To Alito, religious freedom is most vulnerable of all. “Religious liberty,” Alito lamented, “is fast becoming a disfavored right.” The foremost example of this disfavor in the justice’s mind was the court’s 1990 decision in Employment Division v. Smith, written by Justice Antonin Scalia, which “cut back sharply” on free exercise by establishing that religious groups are usually not entitled to faith-based exemptions from neutral, generally applicable laws. Alito lauded Congress for passing, with near unanimous support, the Religious Freedom Restoration Act of 1993 to push back against this very decision. The Supreme Court is considering whether to overrule Smith this term in Fulton v. City of Philadelphia. And the afternoon of Alito’s speech, the Catholic diocese in Brooklyn asked the court for emergency relief from New York’s coronavirus regulations similar to that previously sought by Calvary Chapel in Nevada.
“Whether our society will be inclusive enough to tolerate those with unpopular religious beliefs,” Alito said, is the question we now face. He listed a number of recent examples that have come before the Supreme Court, from the “protracted campaign against the Little Sisters of the Poor,” to the backlash against a Colorado baker who declined to provide a same-sex couple with a wedding cake, to a federal judge’s order blocking a federal regulation during the pandemic that required patients to make an in-person visit to a medical office to receive a pill used to induce abortion. Indeed, Alito claimed the situation is so dire that students, professors and employees today “can’t say marriage is a union between one man and one woman.” The culture of censorship, he believes, “should not have come as a surprise” after the Supreme Court’s 2015 decision in Obergefell v. Hodges striking down state bans on same-sex marriage.
Religion was not the only object of Alito’s concern. “The ultimate second-class right in the minds of some is the Second Amendment,” the justice said. Looking to a case last term about firearm restrictions in New York City, Alito singled out a brief by five Democratic senators that suggested the court’s decision to take the case was evidence of its capture by moneyed right-wing interests and threatened to “restructure” the court. The justices voted to dismiss the case rather than rule on the merits. Although he was “not suggesting that the court’s decision was influenced by the senators’ threat,” Alito was “concerned that it might be viewed that way” by the senators and others who want to “bully” the justices. “The senators’ brief was extraordinary,” Alito continued. “It was an affront to the Constitution and the rule of law.”

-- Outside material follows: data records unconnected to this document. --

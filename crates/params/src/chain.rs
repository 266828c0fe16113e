use serde::{Deserialize, Serialize};

use crate::gas::GasSchedule;

/// Default chain id.
const DEFAULT_CHAIN_ID: u64 = 1666;

/// Default limit on deployed code size, in bytes.
const DEFAULT_MAX_CODE_SIZE: usize = 24_576;

/// Chain configuration the block executor runs under.
#[derive(Clone, Debug, Eq, PartialEq, Serialize, Deserialize)]
pub struct ChainConfig {
    #[serde(default = "default_chain_id")]
    pub chain_id: u64,

    /// Largest code payload a code deploy may install.
    #[serde(default = "default_max_code_size")]
    pub max_code_size: usize,

    #[serde(default)]
    pub gas: GasSchedule,
}

fn default_chain_id() -> u64 {
    DEFAULT_CHAIN_ID
}

fn default_max_code_size() -> usize {
    DEFAULT_MAX_CODE_SIZE
}

impl Default for ChainConfig {
    fn default() -> Self {
        Self {
            chain_id: DEFAULT_CHAIN_ID,
            max_code_size: DEFAULT_MAX_CODE_SIZE,
            gas: GasSchedule::default(),
        }
    }
}
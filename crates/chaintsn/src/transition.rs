//! Message application.

use parexec_chain_types::{BlockContext, Message, TxKind};
use parexec_params::{ChainConfig, intrinsic_gas};
use parexec_primitives::prelude::*;
use parexec_state::{ExecState, InertOp};
use tracing::*;

use crate::{
    errors::{TsnError, TxFailure},
    gas::GasMeter,
    handlers::{self, TxEnv},
};

/// Result of a message that made it past validation.
#[derive(Debug, Clone, Eq, PartialEq)]
pub struct TxOutcome {
    gas_used: u64,
    failure: Option<TxFailure>,
}

impl TxOutcome {
    pub fn gas_used(&self) -> u64 {
        self.gas_used
    }

    pub fn failure(&self) -> Option<&TxFailure> {
        self.failure.as_ref()
    }

    pub fn is_success(&self) -> bool {
        self.failure.is_none()
    }
}

/// Applies one message to `state`.
///
/// Returns `Err` if the message is rejected outright, in which case `state`
/// has not been touched.  Otherwise the sender paid for gas, its nonce moved
/// forward, the unused gas was refunded and the fee for the gas used was
/// paid to the coinbase, whether or not the kind-specific part succeeded.
///
/// Does not touch the block gas pool, admission is the caller's job.
pub fn apply_message<S: ExecState>(
    state: &mut S,
    msg: &Message,
    ctx: &BlockContext,
    chain: &ChainConfig,
) -> Result<TxOutcome, TsnError> {
    let sender = *msg.sender();
    let kind = msg.kind();

    let nonce = state.nonce(&sender);
    if msg.nonce() != nonce {
        return Err(TsnError::NonceMismatch {
            expected: nonce,
            got: msg.nonce(),
        });
    }
    let next_nonce = nonce.checked_add(1).ok_or(TsnError::NonceExhausted)?;

    let gas_cost = U256::from(msg.gas_limit())
        .checked_mul(msg.gas_price())
        .ok_or(TsnError::CostOverflow)?;
    let upfront = gas_cost
        .checked_add(msg.value())
        .ok_or(TsnError::CostOverflow)?;
    let balance = state.balance(&sender);
    if balance < upfront {
        return Err(TsnError::InsufficientFunds {
            have: balance,
            want: upfront,
        });
    }

    let intrinsic = intrinsic_gas(&chain.gas, msg.payload(), kind == TxKind::CodeDeploy)?;
    if intrinsic > msg.gas_limit() {
        return Err(TsnError::IntrinsicGasTooLow {
            limit: msg.gas_limit(),
            want: intrinsic,
        });
    }

    // Buy gas.
    state.sub_balance(&sender, gas_cost);
    state.set_nonce(&sender, next_nonce);
    state.inert(InertOp::WarmAddress(sender));
    if let Some(to) = msg.to() {
        state.inert(InertOp::WarmAddress(*to));
    }

    let mut meter = GasMeter::new(msg.gas_limit());
    meter.charge(intrinsic).map_err(|_| TsnError::IntrinsicGasTooLow {
        limit: msg.gas_limit(),
        want: intrinsic,
    })?;

    let env = TxEnv {
        msg,
        ctx,
        chain,
        nonce,
    };
    let res = match kind {
        TxKind::Transfer => handlers::transfer::apply(state, &mut meter, &env),
        TxKind::CodeDeploy => handlers::setcode::apply(state, &mut meter, &env),
        TxKind::KvPut => handlers::kvstore::apply(state, &mut meter, &env),
        TxKind::SystemAction => handlers::validator::apply(state, &mut meter, &env),
    };

    let failure = match res {
        Ok(refund) => {
            let quotient = chain.gas.refund_quotient.max(1);
            let capped = refund.min(meter.used() / quotient);
            if capped > 0 {
                state.inert(InertOp::AddRefund(capped));
            }
            meter.refund(capped);
            None
        }
        Err(failure) => {
            if failure == TxFailure::OutOfGas {
                meter.exhaust();
            }
            debug!(%sender, ?kind, %failure, "message failed");
            Some(failure)
        }
    };

    // Cannot overflow, both are bounded by `gas_cost`.
    let gas_used = meter.used();
    let leftover = U256::from(meter.remaining()) * msg.gas_price();
    state.add_balance(&sender, leftover);
    state.pay_fee(ctx.coinbase(), U256::from(gas_used) * msg.gas_price());

    Ok(TxOutcome { gas_used, failure })
}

Alito closed by paying homage to two justices. The first was Scalia, a founder of the Federalist Society and pioneer of the judicial philosophies of originalism (interpreting the Constitution as it was intended when it was written) and textualism (interpreting laws by their written text alone). The second was Kagan, whose statements that “we’re all textualists now” and “we’re all originalists now” signaled, to Alito, the profound influence of Scalia’s jurisprudence.
Whether referring to decisions under the penumbra of the pandemic, or to other cases from this past term, Alito warned that “[w]e have seen the emergence of … erroneous aberrations” from Scalia’s theories. The fight against these aberrations, he concluded, is not for the justices alone. “In the end, there is only so much that the judiciary can do to preserve our Constitution,” Alito said. “Standing up for our freedom” is a job for “all Americans.”